Bufera nel M5s, Conte dopo l’ordinanza: «La mia leadership è politica prima che giuridica». E attacca Di Maio
Giuseppe Conte non vacilla. Anche se il tribunale di Napoli ha congelato lo statuto di agosto che istituiva la sua figura, quella del presidente del Movimento. In assenza di un leader ufficiale, fintantoché non sarà risolta la sospensione imposta dal giudice, l’avvocato va in tv a Otto e mezzo a sottolineare un concetto: «C’è un piano politico-sostanziale e uno giuridico-formale che segna questa sospensione. Sospensione a cui si risponde con un bagno di democrazia. Erano già in programma delle modifiche dello statuto, si aggiungerà una ratifica da parte di tutti gli iscritti, anche quelli da meno di sei mesi, senza aspettare i tempi di un giudizio processuale. Curioso che si era sempre votato così, con il vecchio statuto, e ora viene impedita questa cosa». Insomma, la riconferma di quanto aveva detto «nelle vesti di avvocato» qualche ora prima: «La mia leadership nel Movimento 5 stelle si basa sulla profonda condivisione di principi e valori. Quindi è un legame politico prima che giuridico».
Il «problema» Casaleggio
C’è chi ritiene, come il legale esperto di dinamiche grilline Lorenzo Borré, che Conte non abbia più «poteri decisionali e non può dettare soluzioni, almeno non con maggiori facoltà di un qualsiasi altro associato. Ma soprattutto non può prescindere dai paletti procedurali dello statuto nella versione ante agostana». L’unica strada, per Borré, è quella della votazione di un comitato direttivo composto da cinque membri, come stabilito dall’ultima modifica statutaria votata su Rousseau.

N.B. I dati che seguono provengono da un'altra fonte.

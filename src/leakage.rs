//! Leakage quantification.
//!
//! For an attacker level `L`, the bit graph of a finished run is turned into a rule graph:
//!
//! - every bit depends on its data dependencies and its non-constant control dependencies;
//! - the output anchor of `L` depends on every unknown output bit at a level `⊑ L`;
//! - every unknown input bit at a level `⋢ L` additionally depends on the input anchor of `L`.
//!
//! The leakage to `L` is the weight of a minimum vertex cut between the output anchor and
//! the input anchor, where anchors cannot be cut and every bit weighs 1. The cut bits are
//! the witness: all information about the secret inputs that reaches the observable outputs
//! passes through them.

use std::collections::{BTreeMap, BTreeSet};
use std::fmt;

use log::{debug, info};

use crate::bit::Bit;
use crate::context::Context;
use crate::error::{Error, Result};
use crate::lattice::{Lattice, Sec};
use crate::mincut::{min_vertex_cut, INFTY};

/// A node of the rule graph.
#[derive(Debug, Copy, Clone, Eq, PartialEq, Ord, PartialOrd, Hash)]
pub enum RuleNode {
    Bit(Bit),
    InputAnchor(Sec),
    OutputAnchor(Sec),
}

impl fmt::Display for RuleNode {
    fn fmt(&self, f: &mut fmt::Formatter<'_>) -> fmt::Result {
        match self {
            RuleNode::Bit(bit) => write!(f, "{}", bit),
            RuleNode::InputAnchor(level) => write!(f, "input[{}]", level),
            RuleNode::OutputAnchor(level) => write!(f, "output[{}]", level),
        }
    }
}

/// Leakage to one attacker level.
#[derive(Debug, Clone, Eq, PartialEq)]
pub struct Leakage {
    pub level: Sec,
    /// Upper bound on the number of leaked bits.
    pub bits: u64,
    /// Bits of a minimum cut between the secret inputs and the observable outputs.
    pub witness: Vec<Bit>,
}

impl fmt::Display for Leakage {
    fn fmt(&self, f: &mut fmt::Formatter<'_>) -> fmt::Result {
        write!(f, "leakage to {}: {} bit(s)", self.level, self.bits)
    }
}

/// Rule graph of a finished run for one attacker level.
pub struct LeakageCalculation<'a> {
    ctx: &'a Context,
    level: Sec,
    secret: BTreeSet<Bit>,
    observable: Vec<Bit>,
}

impl<'a> LeakageCalculation<'a> {
    pub fn new(ctx: &'a Context, level: Sec) -> Result<Self> {
        let lattice = ctx.lattice();
        if !lattice.contains(level) {
            return Err(Error::Unsupported(format!(
                "level {} is not part of the {} lattice",
                level, lattice
            )));
        }
        let arena = ctx.arena();
        let io = ctx.io();
        let secret = io
            .inputs()
            .keys()
            .filter(|&&l| !lattice.le(l, level))
            .flat_map(|&l| io.input_bits(l))
            .filter(|&b| arena.value(b).is_unknown())
            .collect();
        let mut observable: Vec<Bit> = io
            .outputs()
            .keys()
            .filter(|&&l| lattice.le(l, level))
            .flat_map(|&l| io.output_bits(l))
            .filter(|&b| arena.value(b).is_unknown())
            .collect();
        observable.sort_unstable();
        observable.dedup();
        Ok(Self {
            ctx,
            level,
            secret,
            observable,
        })
    }

    pub fn level(&self) -> Sec {
        self.level
    }

    pub fn source(&self) -> RuleNode {
        RuleNode::OutputAnchor(self.level)
    }

    pub fn sink(&self) -> RuleNode {
        RuleNode::InputAnchor(self.level)
    }

    /// Successors of a node in the rule graph.
    pub fn dependencies(&self, node: RuleNode) -> Vec<RuleNode> {
        match node {
            RuleNode::OutputAnchor(_) => self.observable.iter().map(|&b| RuleNode::Bit(b)).collect(),
            RuleNode::InputAnchor(_) => Vec::new(),
            RuleNode::Bit(bit) => {
                let arena = self.ctx.arena();
                let record = arena.get(bit);
                let mut deps: Vec<RuleNode> = record
                    .data
                    .iter()
                    .chain(record.control.iter().filter(|&c| !arena.is_constant(c)))
                    .map(RuleNode::Bit)
                    .collect();
                if self.secret.contains(&bit) {
                    deps.push(self.sink());
                }
                deps
            }
        }
    }

    pub(crate) fn data_dependencies(&self, bit: Bit) -> impl Iterator<Item = Bit> + '_ {
        self.ctx.arena().data(bit).iter()
    }

    pub fn weight(&self, node: RuleNode) -> u64 {
        match node {
            RuleNode::Bit(_) => 1,
            RuleNode::InputAnchor(_) | RuleNode::OutputAnchor(_) => INFTY,
        }
    }

    /// Nodes reachable from the output anchor, in breadth-first order.
    pub fn nodes(&self) -> Vec<RuleNode> {
        let mut seen = BTreeSet::from([self.source()]);
        let mut order = vec![self.source()];
        let mut i = 0;
        while i < order.len() {
            for dep in self.dependencies(order[i]) {
                if seen.insert(dep) {
                    order.push(dep);
                }
            }
            i += 1;
        }
        order
    }

    pub fn compute(&self) -> Leakage {
        if self.secret.is_empty() || self.observable.is_empty() {
            debug!("leakage to {}: nothing to separate", self.level);
            return Leakage {
                level: self.level,
                bits: 0,
                witness: Vec::new(),
            };
        }
        let result = min_vertex_cut(
            &[self.source()],
            &[self.sink()],
            |n| self.dependencies(n),
            |n| self.weight(n),
        );
        let witness: Vec<Bit> = result
            .cut
            .iter()
            .filter_map(|n| match n {
                RuleNode::Bit(bit) => Some(*bit),
                _ => None,
            })
            .collect();
        let leakage = Leakage {
            level: self.level,
            bits: witness.len() as u64,
            witness,
        };
        info!("{} (max flow {})", leakage, result.flow);
        leakage
    }
}

/// Leakage of the run in `ctx` to an attacker at `level`.
pub fn leakage(ctx: &Context, level: Sec) -> Result<Leakage> {
    Ok(LeakageCalculation::new(ctx, level)?.compute())
}

/// Leakage to every level of the lattice.
pub fn leakages(ctx: &Context) -> Result<BTreeMap<Sec, u64>> {
    ctx.lattice()
        .elements()
        .iter()
        .map(|&level| Ok((level, leakage(ctx, level)?.bits)))
        .collect()
}

#[cfg(test)]
mod tests {
    use super::*;
    use crate::lattice::SecurityLattice;
    use crate::value::Value;

    use test_log::test;

    fn input(ctx: &mut Context, level: Sec, lit: &str) -> Value {
        let value = Value::from_lit(ctx.arena_mut(), &lit.parse().unwrap()).unwrap();
        ctx.add_input_value(level, value.clone()).unwrap();
        value
    }

    #[test]
    fn test_direct_copy() {
        let mut ctx = Context::default();
        let h = input(&mut ctx, Sec::H, "0b0uu");
        ctx.add_output_value(Sec::L, h.clone()).unwrap();

        let result = leakage(&ctx, Sec::L).unwrap();
        assert_eq!(result.bits, 2);
        assert_eq!(result.witness.len(), 2);
        assert_eq!(leakage(&ctx, Sec::H).unwrap().bits, 0);
    }

    #[test]
    fn test_bottleneck() {
        // Four secret bits squeezed through one gate.
        let mut ctx = Context::default();
        let h = input(&mut ctx, Sec::H, "0buuuu");
        let data = h.bits().iter().copied().collect();
        let gate = ctx.create_bit(crate::lattice::B::U, data).unwrap();
        let zero = ctx.constant(false);
        let out = Value::new(vec![gate, gate, zero]);
        ctx.add_output_value(Sec::L, out).unwrap();

        let result = leakage(&ctx, Sec::L).unwrap();
        assert_eq!(result.bits, 1);
        assert_eq!(result.witness, vec![gate]);
    }

    #[test]
    fn test_public_inputs_do_not_leak() {
        let mut ctx = Context::default();
        let l = input(&mut ctx, Sec::L, "0buu");
        ctx.add_output_value(Sec::L, l).unwrap();
        assert_eq!(leakages(&ctx).unwrap(), BTreeMap::from([(Sec::L, 0), (Sec::H, 0)]));
    }

    #[test]
    fn test_diamond_levels() {
        let mut ctx = Context::new(SecurityLattice::Diamond, 8);
        let m = input(&mut ctx, Sec::M, "0b0u");
        let n = input(&mut ctx, Sec::N, "0b0uu");
        let joined = Value::new(vec![m.bit(1), n.bit(1), n.bit(2)]);
        ctx.add_output_value(Sec::L, joined).unwrap();

        let all = leakages(&ctx).unwrap();
        assert_eq!(all[&Sec::L], 3);
        // m and n are incomparable: each one is secret to the other.
        assert_eq!(all[&Sec::M], 2);
        assert_eq!(all[&Sec::N], 1);
        assert_eq!(all[&Sec::H], 0);
    }

    #[test]
    fn test_control_dependencies_count() {
        let mut ctx = Context::default();
        let h = input(&mut ctx, Sec::H, "0b0u");
        ctx.push_cc(h.bit(1));
        let fresh = ctx.fresh_unknown_value(2).unwrap();
        let conditioned = ctx.apply_condition_value(fresh).unwrap();
        ctx.pop_cc();
        ctx.add_output_value(Sec::L, conditioned).unwrap();
        assert_eq!(leakage(&ctx, Sec::L).unwrap().bits, 1);
    }

    #[test]
    fn test_unknown_level() {
        let ctx = Context::default();
        assert!(matches!(leakage(&ctx, Sec::M), Err(Error::Unsupported(_))));
    }
}
//! Multi-bit values and value literals.
//!
//! A [`Value`] is a sequence of at least two bits, least significant bit first, interpreted
//! as a two's complement integer: widening replicates the sign (last) bit. Values hold bit
//! handles only, so equality and hashing are structural over the handles.
//!
//! A [`Lit`] is the bit-pattern of a literal (`0b1u`, `-3`, ...) before any bits exist for it.

use std::fmt;
use std::hash::{Hash, Hasher};
use std::str::FromStr;

use num_bigint::{BigInt, BigUint};
use num_traits::{One, Signed, Zero};

use crate::ast::NodeId;
use crate::bit::{Bit, BitArena, DependencySet};
use crate::bitset::ArenaIndex;
use crate::error::{ParsingError, Result};
use crate::lattice::{BitLattice, Lattice, B};

/// Identifier of a value registered in a [`Context`][crate::context::Context].
#[derive(Debug, Copy, Clone, Eq, PartialEq, Ord, PartialOrd, Hash)]
pub struct ValueId(u32);

impl ArenaIndex for ValueId {
    fn index(self) -> usize {
        self.0 as usize
    }

    fn from_index(index: usize) -> Self {
        ValueId(index as u32)
    }
}

/// The bit pattern of a literal, least significant bit first.
#[derive(Debug, Clone, Eq, PartialEq, Hash)]
pub struct Lit(Vec<B>);

impl Lit {
    pub fn new(mut bits: Vec<B>) -> Self {
        while bits.len() < 2 {
            let sign = bits.last().copied().unwrap_or(B::Zero);
            bits.push(sign);
        }
        Lit(bits)
    }

    /// Minimal-width two's complement pattern of an integer.
    pub fn from_int(n: &BigInt) -> Self {
        let (width, magnitude) = if n.is_negative() {
            let width = (-n - BigInt::one()).bits() + 1;
            let shifted = n + (BigInt::one() << width);
            (width, shifted.to_biguint().unwrap_or_default())
        } else {
            (n.bits() + 1, n.to_biguint().unwrap_or_default())
        };
        let width = width.max(2);
        Lit((0..width).map(|i| B::from_bool(magnitude.bit(i))).collect())
    }

    pub fn width(&self) -> usize {
        self.0.len()
    }

    pub fn bits(&self) -> &[B] {
        &self.0
    }

    /// The integer this pattern denotes, if every bit is constant.
    pub fn as_int(&self) -> Option<BigInt> {
        let mut magnitude = BigUint::zero();
        for (i, b) in self.0.iter().enumerate() {
            if b.as_bool()? {
                magnitude.set_bit(i as u64, true);
            }
        }
        let mut n = BigInt::from(magnitude);
        if self.0.last() == Some(&B::One) {
            n -= BigInt::one() << self.0.len();
        }
        Some(n)
    }

    pub fn is_constant(&self) -> bool {
        self.0.iter().all(|b| b.is_constant())
    }
}

impl fmt::Display for Lit {
    fn fmt(&self, f: &mut fmt::Formatter<'_>) -> fmt::Result {
        write!(f, "0b")?;
        for b in self.0.iter().rev() {
            write!(f, "{}", b)?;
        }
        Ok(())
    }
}

impl FromStr for Lit {
    type Err = ParsingError;

    /// Parses `0b` followed by `0`, `1`, `u`, `x` digits (most significant first), or a
    /// decimal integer with an optional leading `-`.
    fn from_str(s: &str) -> std::result::Result<Self, Self::Err> {
        if let Some(digits) = s.strip_prefix("0b") {
            if digits.is_empty() {
                return Err(ParsingError::new(s, 2, "missing binary digits"));
            }
            let mut bits = Vec::with_capacity(digits.len() + 1);
            for (i, c) in digits.chars().enumerate() {
                let b = B::from_char(c)
                    .ok_or_else(|| ParsingError::new(s, 2 + i, format!("unexpected character '{}'", c)))?;
                bits.push(b);
            }
            if bits.len() < 2 {
                bits.insert(0, B::Zero);
            }
            bits.reverse();
            return Ok(Lit(bits));
        }

        let body = s.strip_prefix('-').unwrap_or(s);
        let sign_len = s.len() - body.len();
        if body.is_empty() {
            return Err(ParsingError::new(s, sign_len, "missing digits"));
        }
        if let Some(pos) = body.find(|c: char| !c.is_ascii_digit()) {
            return Err(ParsingError::new(s, sign_len + pos, "expected a decimal digit"));
        }
        let n: BigInt = s
            .parse()
            .map_err(|_| ParsingError::new(s, 0, "invalid integer literal"))?;
        Ok(Lit::from_int(&n))
    }
}

/// A multi-bit value.
#[derive(Clone)]
pub struct Value {
    bits: Vec<Bit>,
    description: Option<String>,
    node: Option<NodeId>,
}

impl Value {
    /// Creates a value from its bits, least significant first.
    ///
    /// # Panics
    ///
    /// Panics if fewer than two bits are given.
    pub fn new(bits: Vec<Bit>) -> Self {
        assert!(bits.len() >= 2, "Values need at least two bits, got {}", bits.len());
        Self {
            bits,
            description: None,
            node: None,
        }
    }

    /// Creates a value with fresh bits for the given literal pattern.
    ///
    /// Unknown and don't-care digits become fresh bits without dependencies.
    pub fn from_lit(arena: &mut BitArena, lit: &Lit) -> Result<Self> {
        let bits = lit
            .bits()
            .iter()
            .map(|&b| arena.create(b, DependencySet::empty(), DependencySet::empty()))
            .collect::<Result<Vec<_>>>()?;
        Ok(Value::new(bits))
    }

    pub fn width(&self) -> usize {
        self.bits.len()
    }

    pub fn bits(&self) -> &[Bit] {
        &self.bits
    }

    /// The bit at the 1-based `index`; indices past the width yield the sign bit.
    pub fn bit(&self, index: usize) -> Bit {
        assert!(index >= 1, "Bit indices are 1-based");
        self.bits.get(index - 1).copied().unwrap_or_else(|| self.sign())
    }

    pub fn sign(&self) -> Bit {
        self.bits[self.bits.len() - 1]
    }

    /// The value sign-extended to at least `width` bits.
    pub fn extended(&self, width: usize) -> Value {
        if width <= self.width() {
            return self.clone();
        }
        let sign = self.sign();
        let mut bits = self.bits.clone();
        bits.resize(width, sign);
        Value::new(bits)
    }

    /// The lowest `width` bits (at least two).
    pub fn truncated(&self, width: usize) -> Value {
        let width = width.max(2);
        if width >= self.width() {
            return self.clone();
        }
        Value::new(self.bits[..width].to_vec())
    }

    pub fn description(&self) -> Option<&str> {
        self.description.as_deref()
    }

    /// Sets the description unless one is already present. Returns whether it was set.
    pub fn set_description(&mut self, description: impl Into<String>) -> bool {
        if self.description.is_some() {
            return false;
        }
        self.description = Some(description.into());
        true
    }

    pub fn node(&self) -> Option<NodeId> {
        self.node
    }

    /// Sets the originating node unless one is already present. Returns whether it was set.
    pub fn set_node(&mut self, node: NodeId) -> bool {
        if self.node.is_some() {
            return false;
        }
        self.node = Some(node);
        true
    }

    /// The bit pattern of the value.
    pub fn lit(&self, arena: &BitArena) -> Lit {
        Lit(self.bits.iter().map(|&b| arena.value(b)).collect())
    }

    pub fn is_constant(&self, arena: &BitArena) -> bool {
        self.bits.iter().all(|&b| arena.is_constant(b))
    }

    pub fn as_constant(&self, arena: &BitArena) -> Option<BigInt> {
        self.lit(arena).as_int()
    }

    pub fn display<'a>(&'a self, arena: &'a BitArena) -> ValueDisplay<'a> {
        ValueDisplay { value: self, arena }
    }

    /// Bitwise supremum after sign-extension to equal width.
    ///
    /// Differing bits become unknown and depend on the joined non-constant bits.
    pub fn sup(&self, other: &Value, arena: &mut BitArena) -> Result<Value> {
        self.combine(other, arena, |l, a, b| l.sup(a, b))
    }

    /// Bitwise infimum after sign-extension to equal width.
    pub fn inf(&self, other: &Value, arena: &mut BitArena) -> Result<Value> {
        self.combine(other, arena, |l, a, b| l.inf(a, b))
    }

    fn combine<F>(&self, other: &Value, arena: &mut BitArena, op: F) -> Result<Value>
    where
        F: Fn(&BitLattice, B, B) -> B,
    {
        let width = self.width().max(other.width());
        let mut bits = Vec::with_capacity(width);
        for i in 1..=width {
            let (a, b) = (self.bit(i), other.bit(i));
            if a == b {
                bits.push(a);
                continue;
            }
            let tag = op(&BitLattice, arena.value(a), arena.value(b));
            let bit = if tag.is_constant() {
                arena.create(tag, DependencySet::empty(), DependencySet::empty())?
            } else {
                let data: DependencySet = [a, b].into_iter().filter(|&x| !arena.is_constant(x)).collect();
                let control = arena.control_of(data.iter());
                arena.create(tag, data, control)?
            };
            bits.push(bit);
        }
        Ok(Value::new(bits))
    }
}

impl PartialEq for Value {
    fn eq(&self, other: &Self) -> bool {
        self.bits == other.bits
    }
}

impl Eq for Value {}

impl Hash for Value {
    fn hash<H: Hasher>(&self, state: &mut H) {
        self.bits.hash(state);
    }
}

impl fmt::Debug for Value {
    fn fmt(&self, f: &mut fmt::Formatter<'_>) -> fmt::Result {
        f.debug_struct("Value")
            .field("bits", &self.bits)
            .field("description", &self.description)
            .finish()
    }
}

/// Renders a value as `0b…` with its bit tags.
pub struct ValueDisplay<'a> {
    value: &'a Value,
    arena: &'a BitArena,
}

impl fmt::Display for ValueDisplay<'_> {
    fn fmt(&self, f: &mut fmt::Formatter<'_>) -> fmt::Result {
        write!(f, "{}", self.value.lit(self.arena))
    }
}

#[cfg(test)]
mod tests {
    use super::*;

    use test_log::test;

    fn lit(s: &str) -> Lit {
        s.parse().unwrap()
    }

    #[test]
    fn test_parse_binary() {
        assert_eq!(lit("0b1u").bits(), &[B::U, B::One]);
        assert_eq!(lit("0b1").bits(), &[B::One, B::Zero]);
        assert_eq!(lit("0bx0u1").width(), 4);
    }

    #[test]
    fn test_parse_decimal() {
        assert_eq!(lit("0").to_string(), "0b00");
        assert_eq!(lit("1").to_string(), "0b01");
        assert_eq!(lit("3").to_string(), "0b011");
        assert_eq!(lit("5").to_string(), "0b0101");
        assert_eq!(lit("-1").to_string(), "0b11");
        assert_eq!(lit("-2").to_string(), "0b10");
        assert_eq!(lit("-3").to_string(), "0b101");
    }

    #[test]
    fn test_as_int() {
        for n in [-130i64, -3, -2, -1, 0, 1, 2, 3, 127, 128, 1 << 40] {
            assert_eq!(lit(&n.to_string()).as_int(), Some(BigInt::from(n)));
        }
        let wide = "123456789012345678901234567890";
        assert_eq!(lit(wide).as_int().unwrap().to_string(), wide);
        assert_eq!(lit("0b1u").as_int(), None);
    }

    #[test]
    fn test_parse_errors() {
        assert_eq!(lit_err("0b1z").column, 3);
        assert_eq!(lit_err("12a").column, 2);
        assert_eq!(lit_err("-").column, 1);
        assert_eq!(lit_err("0b").column, 2);
    }

    fn lit_err(s: &str) -> ParsingError {
        s.parse::<Lit>().unwrap_err()
    }

    #[test]
    fn test_value_round_trip() {
        let mut arena = BitArena::new();
        for s in ["0b1u", "0bxu01", "-7", "42", "0buuu"] {
            let value = Value::from_lit(&mut arena, &lit(s)).unwrap();
            let printed = value.display(&arena).to_string();
            assert_eq!(printed.parse::<Lit>().unwrap(), value.lit(&arena));
        }
    }

    #[test]
    fn test_sign_extension() {
        let mut arena = BitArena::new();
        let v = Value::from_lit(&mut arena, &lit("-2")).unwrap();
        let wide = v.extended(5);
        assert_eq!(wide.width(), 5);
        assert_eq!(wide.bit(5), v.sign());
        assert_eq!(wide.as_constant(&arena), Some(BigInt::from(-2)));
        assert_eq!(v.bit(9), v.sign());
    }

    #[test]
    fn test_structural_equality() {
        let mut arena = BitArena::new();
        let a = Value::from_lit(&mut arena, &lit("0b1u")).unwrap();
        let mut b = a.clone();
        b.set_description("copy");
        assert_eq!(a, b);
        let c = Value::from_lit(&mut arena, &lit("0b1u")).unwrap();
        assert_ne!(a, c);
    }

    #[test]
    fn test_set_once_metadata() {
        let mut arena = BitArena::new();
        let mut v = Value::from_lit(&mut arena, &lit("1")).unwrap();
        assert!(v.set_description("first"));
        assert!(!v.set_description("second"));
        assert_eq!(v.description(), Some("first"));
        assert!(v.set_node(NodeId::new(2)));
        assert!(!v.set_node(NodeId::new(3)));
    }

    #[test]
    fn test_value_sup_inf() {
        let mut arena = BitArena::new();
        let a = Value::from_lit(&mut arena, &lit("0b01")).unwrap();
        let b = Value::from_lit(&mut arena, &lit("0b11")).unwrap();
        let sup = a.sup(&b, &mut arena).unwrap();
        assert_eq!(sup.lit(&arena).to_string(), "0bu1");
        let inf = a.inf(&b, &mut arena).unwrap();
        assert_eq!(inf.lit(&arena).to_string(), "0bx1");
        assert!(arena.data(sup.bit(2)).is_empty());
    }
}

Anche l’associazione che gestisce la piattaforma ha evidenziato come l’unica opzione possibile sia quella di «individuare un guida collegiale al posto del decaduto presidente». Conte non ci sta e, ai microfoni di Otto e mezzo, derubrica Davide Casaleggio come «un problema». Quando gli fu chiesto di assumere la guida del Movimento, dice, «chiesi solo una cosa: di risolvere il problema Casaleggio, un problema che andava avanti da tempo e di cui, alla fine, mi sono dovuto occupare anche io ma penso che il rapporto fosse ormai compromesso».
L’attacco a Di Maio
Il presidente – decaduto – del Movimento striglia pubblicamente Luigi Di Maio. L’ex capo politico, ministro degli Esteri e, nelle ultime settimane, fine stratega per il Quirinale che ha giocato una partita diversa da quella di Conte, non rischierebbe un’espulsione. «Non è nell’orizzonte delle cose», dice l’avvocato, «ma è ovvio che lui ha delle responsabilità in più. Una leadership vera non ha mai paura del confronto, ma di fronte a un attacco così plastico, in televisione, non si può far finta di nulla». Conte, insomma, attende il redde rationem. E completa l’elenco di accuse ai microfoni di La7. «Prima Di Maio andava in piazza per sostenere le nostre battaglie, oggi per esibire la sua corrente e attaccare la leadership». Infine, l’ex premier parla di un’annosa questione che «produce mal di pancia comprensibili». Mal di pancia che si acutizzeranno in vista delle elezioni legislative del 2023. La questione è quella del limite di due mandati: «È un principio forte e un’intuizione giusta e Beppe Grillo lo ha ribadito in un post. Ma resta un principio ispiratore, che la politica non e’ una professione ma una vocazione. Secondo me questa regola ha un fondamento che va mantenuto, ne vorrei discutere con Grillo, ma ragionerei sul trovare qualche volta delle deroghe».